Ad extensions - site extensions

  • 8 December 2014
  • 4 replies
  • 27 views

With ad extensions being such an important part of how your ad is presented in PPC - I cannot get my head around how to integrate the use of ad extensions into my use of Unbounce. You can’t seem to use site extensions in any way ? I understand completely that Unbounce is about testing and optimising the traffic you bring into your landing page but it seems to me that that use of Unbounce restricts the amount and type of traffic you can bring to your landing pages ? I am a small business and I am starting to feel that my options are reduced by Unbounce not increased. Am I missing something ?


4 replies

Hi Stuart, 

Maybe I can chime in here and help point you in the right direction. Ad extensions are implemented on the AdWords level so there’s actually not much you’d have to do on the Unbounce side. Generally, landing pages are supposed to be a targeted, one-page format with the explicit purpose of evoking a specific action (such as sign-up, or buy). Sitelink extensions take a bit of a different route and give the user 2-6 extra choices before the user even clicks your ad.
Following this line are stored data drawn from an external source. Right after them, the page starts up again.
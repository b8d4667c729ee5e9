use serde::Deserialize;
use serde_json::Value;

/// One array element as written in the materials file.
#[derive(Debug, Clone, Deserialize)]
pub struct RawEntry {
    pub template: RawTemplate,
    pub color_key: String,
    /// Only read in structural mode
    #[serde(default)]
    pub mass: Option<Mass>,
    #[serde(default)]
    pub strength: Value,
    #[serde(default)]
    pub stiffness: Value,
}

/// The `template` object: where the swatch goes.
#[derive(Debug, Clone, Deserialize)]
pub struct RawTemplate {
    pub row: String,
    pub column: RawColumn,
}

/// `column` is accepted either as a bare integer or as a string.
#[derive(Debug, Clone, Deserialize)]
#[serde(untagged)]
pub enum RawColumn {
    Index(i64),
    Text(String),
}

impl RawColumn {
    pub fn to_template_string(&self) -> String {
        match self {
            RawColumn::Index(i) => i.to_string(),
            RawColumn::Text(s) => s.clone(),
        }
    }
}

#[derive(Debug, Clone, PartialEq, Deserialize)]
pub struct Mass {
    pub nominal_mass: f64,
    pub density: f64,
}

/// Fields only the renderer looks at.
#[derive(Debug, Clone, PartialEq)]
pub struct Payload {
    pub color_key: String,
    pub mass: Option<Mass>,
    pub strength: Value,
    pub stiffness: Value,
}

/// A validated entry with its logical grid address.
#[derive(Debug, Clone, PartialEq)]
pub struct Record {
    /// Position of the entry in the input array
    pub source_index: usize,
    pub row_position: i64,
    pub row_label: String,
    pub col_position: i64,
    /// Empty when the column template carries no label
    pub col_label: String,
    pub payload: Payload,
}
use super::labels::{parse_column_template, parse_row_template};
use super::preprocessor::strip_comments;
use super::types::{Payload, RawEntry, Record};
use crate::error::{Result, TemplateError};
use tracing::{debug, info};

/// Strip annotations, parse the JSON array and validate every template.
///
/// Fails on the first bad record; nothing is returned for the rest.
pub fn load_records(text: &str) -> Result<Vec<Record>> {
    let cleaned = strip_comments(text);
    let entries: Vec<RawEntry> = serde_json::from_str(&cleaned)?;
    debug!(entries = entries.len(), "parsed materials document");

    let records = entries
        .into_iter()
        .enumerate()
        .map(|(index, entry)| to_record(index, entry))
        .collect::<Result<Vec<_>>>()?;

    info!(records = records.len(), "loaded materials");
    Ok(records)
}

/// Structural runs need `mass` on every record.
pub fn require_mass(records: &[Record]) -> Result<()> {
    match records.iter().find(|r| r.payload.mass.is_none()) {
        Some(record) => Err(TemplateError::Schema {
            index: record.source_index,
            field: "mass",
            value: String::new(),
            reason: "required in structural mode",
        }),
        None => Ok(()),
    }
}

fn to_record(index: usize, entry: RawEntry) -> Result<Record> {
    let row = parse_row_template(&entry.template.row).map_err(|reason| TemplateError::Schema {
        index,
        field: "template.row",
        value: entry.template.row.clone(),
        reason,
    })?;

    let column_raw = entry.template.column.to_template_string();
    let column = parse_column_template(&column_raw).map_err(|reason| TemplateError::Schema {
        index,
        field: "template.column",
        value: column_raw.clone(),
        reason,
    })?;

    Ok(Record {
        source_index: index,
        row_position: row.position,
        row_label: row.label.unwrap_or_default(),
        col_position: column.position,
        col_label: column.label.unwrap_or_default(),
        payload: Payload {
            color_key: entry.color_key,
            mass: entry.mass,
            strength: entry.strength,
            stiffness: entry.stiffness,
        },
    })
}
With that being said, if you’re looking to use sitelink extensions in your ad, you should still have that option as long as the pages you’re linking to share the same domain. For example, let’s say your main ad is an Unbounce landing page for Walter’s Bakery For Dogs, but you want to include sitelinks for other areas of the site including Hours, Biscuits, Specials, etc. 
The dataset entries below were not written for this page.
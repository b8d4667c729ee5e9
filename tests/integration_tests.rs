use materials_template::config::{Mode, RenderConfig, OUTPUT_FILE};
use materials_template::error::TemplateError;
use materials_template::{generate, parse_args, render_from_str};
use std::fs;
use std::path::PathBuf;
use tempfile::TempDir;

const MATERIALS: &str = r##"[
    // Row 0: two metals then a wood, sharing one physical row
    {
        "template": { "row": "0|Metals", "column": "0|Iron" },
        "color_key": "#808080",
        "mass": { "nominal_mass": 2.0, "density": 1.5 },
        "strength": 10,
        "stiffness": 20
    },
    {
        "template": { "row": "0|Metals", "column": "1|Steel" },
        "color_key": "#a0a0a0",
        "mass": { "nominal_mass": 4.0, "density": 0.5 },
        "strength": 15,
        "stiffness": 30
    },
    {
        "template": { "row": "0|Woods", "column": "3|Oak" },
        "color_key": "#a0522d",
        "mass": { "nominal_mass": 1.0, "density": 0.25 },
        "strength": 2,
        "stiffness": 4
    },
    // Row 1 declared before row -1 on purpose
    {
        "template": { "row": "1|Glass", "column": 0 },
        "color_key": "#e0ffff",
        "mass": { "nominal_mass": 3.0, "density": 1.0 },
        "strength": 1,
        "stiffness": 1
    },
    {
        "template": { "row": "-1|Stone", "column": "0|Granite" },
        "color_key": "#696969",
        "mass": { "nominal_mass": 5.0, "density": 2.0 },
        "strength": 50,
        "stiffness": 60
    }
]"##;

// Helper to write the input document into a scratch directory
fn create_input(dir: &TempDir, content: &str) -> PathBuf {
    let path = dir.path().join("materials.json");
    fs::write(&path, content).expect("Failed to write input file");
    path
}

fn render(mode: Mode) -> String {
    render_from_str(MATERIALS, &RenderConfig::new(mode)).expect("render should succeed")
}

#[cfg(test)]
mod render_tests {
    use super::*;

    #[test]
    fn test_document_frame() {
        let html = render(Mode::Esthetic);
        assert!(html.starts_with("<html><head><title>Materials Template</title>"));
        assert!(html.ends_with("</table></body></html>"));
        assert_eq!(html.matches("<table").count(), 1);
        // three sub-rows per logical row
        assert_eq!(html.matches("<tr>").count(), 9);
        assert_eq!(html.matches("</tr>").count(), 9);
    }

    #[test]
    fn test_rows_in_ascending_position() {
        let html = render(Mode::Esthetic);
        let stone = html.find(">Stone</td>").expect("Stone label");
        let metals = html.find(">Metals</td>").expect("Metals label");
        let glass = html.find(">Glass</td>").expect("Glass label");
        assert!(stone < metals && metals < glass);
    }

    #[test]
    fn test_swatch_row_packing() {
        let html = render(Mode::Esthetic);
        let expected = concat!(
            "<tr>",
            "<td valign='middle' align='right' style='padding-right:5px;font-size:10px;'>Metals</td>",
            "<td bgcolor='#808080' class='border_top' style='width: 50px;'>&nbsp;</td>",
            "<td bgcolor='#a0a0a0' style='width: 50px;'>&nbsp;</td>",
            "<td style='width: 50px;'>&nbsp;</td>",
            "<td valign='middle' align='right' style='padding-right:5px;font-size:10px;'>Woods</td>",
            "<td bgcolor='#a0522d' class='border_top' style='width: 50px;'>&nbsp;</td>",
            "</tr>"
        );
        assert!(html.contains(expected), "unexpected swatch row in {html}");
    }

    #[test]
    fn test_column_label_row() {
        let html = render(Mode::Esthetic);
        let expected = concat!(
            "<tr><td/>",
            "<td style='font-size:8px;'>Iron</td>",
            "<td style='font-size:8px;'>Steel</td>",
            "<td/><td/>",
            "<td style='font-size:8px;'>Oak</td>",
            "</tr>"
        );
        assert!(html.contains(expected));
    }

    #[test]
    fn test_structural_values() {
        let html = render(Mode::Structural);
        assert!(html.contains("cellspacing=0>"));
        assert!(html.contains("<td style='font-size:8px;'>3.00|10|20</td>"));
        assert!(html.contains("<td style='font-size:8px;'>2.00|15|30</td>"));
        assert!(html.contains("<td style='font-size:8px;'>0.25|2|4</td>"));
        assert!(html.contains("<td style='font-size:8px;'>10.00|50|60</td>"));
    }

    #[test]
    fn test_esthetic_values_empty() {
        let html = render(Mode::Esthetic);
        assert!(html.contains("cellspacing=1>"));
        assert!(!html.contains("3.00|10|20"));
        assert!(html.contains("<tr><td/><td style='font-size:8px;'></td><td style='font-size:8px;'></td>"));
    }

    #[test]
    fn test_modes_share_cell_structure() {
        let structural = render(Mode::Structural);
        let esthetic = render(Mode::Esthetic);
        assert_eq!(structural.matches("<td").count(), esthetic.matches("<td").count());
        assert_eq!(structural.matches("bgcolor=").count(), esthetic.matches("bgcolor=").count());
    }

    #[test]
    fn test_label_text_is_escaped() {
        let text = r##"[ { "template": { "row": "0|A<B>", "column": "0|x&y" }, "color_key": "red",
                         "mass": { "nominal_mass": 1, "density": 1 } } ]"##;
        let html = render_from_str(text, &RenderConfig::new(Mode::Esthetic)).expect("render");
        assert!(html.contains(">A&lt;B&gt;</td>"));
        assert!(html.contains(">x&amp;y</td>"));
    }
}

#[cfg(test)]
mod generate_tests {
    use super::*;

    #[test]
    fn test_generate_writes_document() {
        let dir = TempDir::new().expect("tempdir");
        let input = create_input(&dir, MATERIALS);
        let output = dir.path().join(OUTPUT_FILE);

        generate(&input, &output, &RenderConfig::new(Mode::Structural)).expect("generate");

        let html = fs::read_to_string(&output).expect("output should exist");
        assert_eq!(html, render(Mode::Structural));
    }

    #[test]
    fn test_generate_is_idempotent() {
        let dir = TempDir::new().expect("tempdir");
        let input = create_input(&dir, MATERIALS);
        let output = dir.path().join(OUTPUT_FILE);
        let config = RenderConfig::new(Mode::Esthetic);

        generate(&input, &output, &config).expect("first run");
        let first = fs::read(&output).expect("first output");
        generate(&input, &output, &config).expect("second run");
        let second = fs::read(&output).expect("second output");

        assert_eq!(first, second);
    }

    #[test]
    fn test_schema_error_leaves_no_output() {
        let dir = TempDir::new().expect("tempdir");
        let input = create_input(
            &dir,
            r##"[ { "template": { "row": "0", "column": "0" }, "color_key": "red",
                    "mass": { "nominal_mass": 1, "density": 1 } } ]"##,
        );
        let output = dir.path().join(OUTPUT_FILE);

        let err = generate(&input, &output, &RenderConfig::new(Mode::Structural)).unwrap_err();
        assert!(matches!(err, TemplateError::Schema { .. }));
        assert!(!output.exists());
    }

    #[test]
    fn test_packing_error_leaves_no_output() {
        let dir = TempDir::new().expect("tempdir");
        let input = create_input(
            &dir,
            r##"[ { "template": { "row": "0|A", "column": "100" }, "color_key": "red",
                    "mass": { "nominal_mass": 1, "density": 1 } } ]"##,
        );
        let output = dir.path().join(OUTPUT_FILE);
        let mut config = RenderConfig::new(Mode::Esthetic);
        config.max_row_width = 16;

        let err = generate(&input, &output, &config).unwrap_err();
        assert!(matches!(err, TemplateError::Packing { row: 0, .. }));
        assert!(!output.exists());
    }

    #[test]
    fn test_column_overflow_is_packing_error() {
        let text = r##"[
            { "template": { "row": "0|A", "column": "0" }, "color_key": "red",
              "mass": { "nominal_mass": 1, "density": 1 } },
            { "template": { "row": "0|A", "column": "9223372036854775807" }, "color_key": "red",
              "mass": { "nominal_mass": 1, "density": 1 } }
        ]"##;

        let err = render_from_str(text, &RenderConfig::new(Mode::Esthetic)).unwrap_err();
        assert!(matches!(err, TemplateError::Packing { row: 0, .. }));
    }

    #[test]
    fn test_mass_needed_only_in_structural_mode() {
        let text = r##"[ { "template": { "row": "0|A", "column": "0|Plain" }, "color_key": "red" } ]"##;

        let html = render_from_str(text, &RenderConfig::new(Mode::Esthetic))
            .expect("esthetic run ignores mass");
        assert!(html.contains(">Plain</td>"));

        let err = render_from_str(text, &RenderConfig::new(Mode::Structural)).unwrap_err();
        assert!(matches!(err, TemplateError::Schema { field: "mass", .. }));
    }

    #[test]
    fn test_missing_input_is_io_error() {
        let dir = TempDir::new().expect("tempdir");
        let input = dir.path().join("absent.json");
        let output = dir.path().join(OUTPUT_FILE);

        let err = generate(&input, &output, &RenderConfig::new(Mode::Esthetic)).unwrap_err();
        match err {
            TemplateError::Io { path, .. } => assert_eq!(path, input),
            other => panic!("unexpected error: {other}"),
        }
    }
}

#[cfg(test)]
mod args_tests {
    use super::*;

    fn args(items: &[&str]) -> Vec<String> {
        items.iter().map(|s| s.to_string()).collect()
    }

    #[test]
    fn test_valid_args() {
        let (path, mode) = parse_args(&args(&["m.json", "s"])).expect("valid args");
        assert_eq!(path, PathBuf::from("m.json"));
        assert_eq!(mode, Mode::Structural);

        let (_, mode) = parse_args(&args(&["m.json", "e"])).expect("valid args");
        assert_eq!(mode, Mode::Esthetic);
    }

    #[test]
    fn test_invalid_args_are_usage_errors() {
        for bad in [&[][..], &["m.json"][..], &["m.json", "x"][..], &["m.json", "s", "extra"][..]] {
            let err = parse_args(&args(bad)).unwrap_err();
            assert!(matches!(err, TemplateError::Usage(_)), "{:?} should be rejected", bad);
        }
    }
}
You could either create different pages for these sitelinks and publish them as separate pages in Unbounce, or you could simply send them to different areas of your website instead. It’s really up to you how many sitelinks you want to have, where you want these links to travel to, and what information you want to have on them to help drive you conversions. 

Just note that if you’re going to be linking to different areas of the site, all sitelinks need to live on the same domain. So if your Unbounce pages live on ads.example.com, the sitelinks would need to link to ads.example.com/…  or **www.example.com/…**etc.

I hope this helps clear things up, Stuart. I’d be curious to hear if anyone else in the community has began implementing sitelinks, or any other similar ad extensions in their advertising. If so, has this done much to improve your overall Ad rank? How has this affected your conversion rate overall? 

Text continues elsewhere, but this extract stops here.